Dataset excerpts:
//! The complete generation run: scan, emit, write.

use std::{
    fs::OpenOptions,
    io::{BufWriter, Write},
    path::{Path, PathBuf},
};

use crate::{
    interop::{
        declarations::{emit_declarations, NativeModuleSet},
        scanner::{scan, ScanResult},
        trampolines::emit_trampolines,
    },
    Error, Result,
};

/// Inputs of a generation run.
///
/// ```rust
/// use pinvokegen::GeneratorOptions;
///
/// let options = GeneratorOptions::new()
///     .module("libc")
///     .module("libSystem.Native")
///     .assembly("App.dll")
///     .output("pinvoke-table.h");
///
/// assert_eq!(options.modules_list(), ["libc", "libSystem.Native"]);
/// assert_eq!(options.assemblies_list().len(), 1);
/// ```
#[derive(Clone, Debug, Default)]
pub struct GeneratorOptions {
    modules: NativeModuleSet,
    assemblies: Vec<PathBuf>,
    output: Option<PathBuf>,
}

impl GeneratorOptions {
    /// Empty options
    #[must_use]
    pub fn new() -> Self {
        Self::default()
    }

    /// Emit import tables for native module `module`
    #[must_use]
    pub fn module(mut self, module: impl Into<String>) -> Self {
        self.modules.insert(module);
        self
    }

    /// Emit import tables for every module in `modules`
    #[must_use]
    pub fn modules<S: Into<String>>(mut self, modules: impl IntoIterator<Item = S>) -> Self {
        self.modules.extend(modules);
        self
    }

    /// Scan the managed module at `path`
    #[must_use]
    pub fn assembly(mut self, path: impl Into<PathBuf>) -> Self {
        self.assemblies.push(path.into());
        self
    }

    /// Scan every managed module in `paths`
    #[must_use]
    pub fn assemblies<P: Into<PathBuf>>(mut self, paths: impl IntoIterator<Item = P>) -> Self {
        self.assemblies.extend(paths.into_iter().map(Into::into));
        self
    }

    /// Write the artifact to `path`
    #[must_use]
    pub fn output(mut self, path: impl Into<PathBuf>) -> Self {
        self.output = Some(path.into());
        self
    }

    /// Native modules, in the order they were added
    #[must_use]
    pub fn modules_set(&self) -> &NativeModuleSet {
        &self.modules
    }

    /// Native modules, in the order they were added
    #[must_use]
    pub fn modules_list(&self) -> Vec<&str> {
        self.modules.iter().collect()
    }

    /// Managed modules to scan
    #[must_use]
    pub fn assemblies_list(&self) -> &[PathBuf] {
        &self.assemblies
    }

    /// Output path, if one was set
    #[must_use]
    pub fn output_path(&self) -> Option<&Path> {
        self.output.as_deref()
    }
}

/// Runs the scanner and both emitters over a set of modules.
pub struct Generator {
    options: GeneratorOptions,
}

impl Generator {
    /// A generator for `options`
    #[must_use]
    pub fn new(options: GeneratorOptions) -> Self {
        Generator { options }
    }

    /// The options this generator runs with
    #[must_use]
    pub fn options(&self) -> &GeneratorOptions {
        &self.options
    }

    /// Scan all configured assemblies.
    ///
    /// # Errors
    /// Returns the first load or scan error.
    pub fn scan(&self) -> Result<ScanResult> {
        scan(&self.options.assemblies)
    }

    /// Scan and render the whole artifact in memory.
    ///
    /// # Errors
    /// Returns any scan, validation or naming error.
    pub fn render(&self) -> Result<String> {
        let mut found = self.scan()?;
        render(&mut found, &self.options.modules)
    }

    /// Render the artifact and write it to the configured output path.
    ///
    /// The file is only created once rendering succeeded, so a failed run leaves no output
    /// behind. A write that fails after the file was opened removes the partial file; a file
    /// that could not be opened is left untouched.
    ///
    /// # Errors
    /// Returns an error if no output path is set, if rendering fails, or if the file cannot be
    /// written.
    pub fn write(&self) -> Result<()> {
        let Some(path) = self.options.output.as_deref() else {
            return Err(Error::Error("No output path configured".to_string()));
        };

        let text = self.render()?;

        log::info!("Generating pinvoke table to '{}'", path.display());
        write_file(path, &text)
    }
}

/// Compose declarations and trampolines from an existing scan result.
///
/// `found.callbacks` is left in emission order with trampoline names assigned.
///
/// # Errors
/// Returns the trampoline validation or naming error.
pub fn render(found: &mut ScanResult, modules: &NativeModuleSet) -> Result<String> {
    let declarations = emit_declarations(&found.native_calls, modules);
    let trampolines = emit_trampolines(&mut found.callbacks)?;

    log::debug!(
        "Rendered {} pinvokes for {} native modules and {} callbacks",
        found.native_calls.len(),
        modules.len(),
        found.callbacks.len()
    );

    Ok(declarations + &trampolines)
}

fn write_file(path: &Path, text: &str) -> Result<()> {
    let file = OpenOptions::new()
        .write(true)
        .create(true)
        .truncate(true)
        .open(path)?;

    let mut writer = BufWriter::new(file);
    if let Err(error) = writer
        .write_all(text.as_bytes())
        .and_then(|()| writer.flush())
    {
        drop(writer);
        let _ = std::fs::remove_file(path);
        return Err(error.into());
    }

    Ok(())
}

**What needs to be done:** Check each line above for "libSystem" and give the number of lines that match, nothing more.

**Answer section:** 2